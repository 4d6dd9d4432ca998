//! Traffic Light Simulation
//!
//! This example runs one light on its own thread and has several vehicles
//! wait for green before crossing.
//!
//! Key concepts:
//! - Randomized cycle durations from a bounded range
//! - Lock-free reads of the current phase
//! - Every waiting vehicle is released by the same green phase
//! - Orderly shutdown with stop()
//!
//! Run with: RUST_LOG=stoplight=debug cargo run --example traffic_light

use std::sync::Arc;
use std::thread;
use std::time::Duration;
use stoplight::{CycleConfig, TrafficLight};
use tracing_subscriber::EnvFilter;

fn main() {
    tracing_subscriber::fmt()
        .with_env_filter(
            EnvFilter::try_from_default_env().unwrap_or_else(|_| EnvFilter::new("info")),
        )
        .with_writer(std::io::stderr)
        .init();

    println!("=== Traffic Light Simulation ===\n");

    let config = CycleConfig::new(Duration::from_millis(400), Duration::from_millis(600))
        .expect("valid cycle range");
    let light = Arc::new(TrafficLight::with_config(config));

    println!("Light {} starts {}", light.id(), light.current_phase());
    light.simulate().expect("light starts once");

    let vehicles: Vec<_> = (1..=4)
        .map(|n| {
            let light = Arc::clone(&light);
            thread::spawn(move || {
                for trip in 1..=3 {
                    println!("vehicle {n}: waiting at the light (trip {trip})");
                    if light.wait_for_green().is_err() {
                        println!("vehicle {n}: light switched off");
                        return;
                    }
                    println!("vehicle {n}: crossing on {}", light.current_phase());
                    thread::sleep(Duration::from_millis(700));
                }
            })
        })
        .collect();

    for vehicle in vehicles {
        vehicle.join().expect("vehicle thread panicked");
    }

    light.stop();
    if let Some(last) = light.last_transition() {
        println!(
            "\nLight flipped {} times, last {} -> {} after {:?}",
            last.cycle, last.from, last.to, last.duration
        );
    }

    println!("\n=== Example Complete ===");
}
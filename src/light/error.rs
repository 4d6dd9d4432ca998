//! Traffic light lifecycle errors.

use thiserror::Error;

/// Errors returned by [`TrafficLight`](super::TrafficLight) operations.
#[derive(Debug, Error)]
pub enum LightError {
    /// `simulate` was already called on this light
    #[error("Traffic light is already cycling. Call .simulate() once per light")]
    AlreadyStarted,

    /// The light was stopped while the caller was waiting on it
    #[error("Traffic light was stopped")]
    Stopped,

    /// The cycling thread could not be spawned
    #[error("Failed to spawn cycling thread: {0}")]
    Spawn(#[from] std::io::Error),
}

= = = = = = =

> Task statement:
Filter the entries and copy each line with "crossing".

> Completed exercise:
//! wait for green before crossing.
                    println!("vehicle {n}: crossing on {}", light.current_phase());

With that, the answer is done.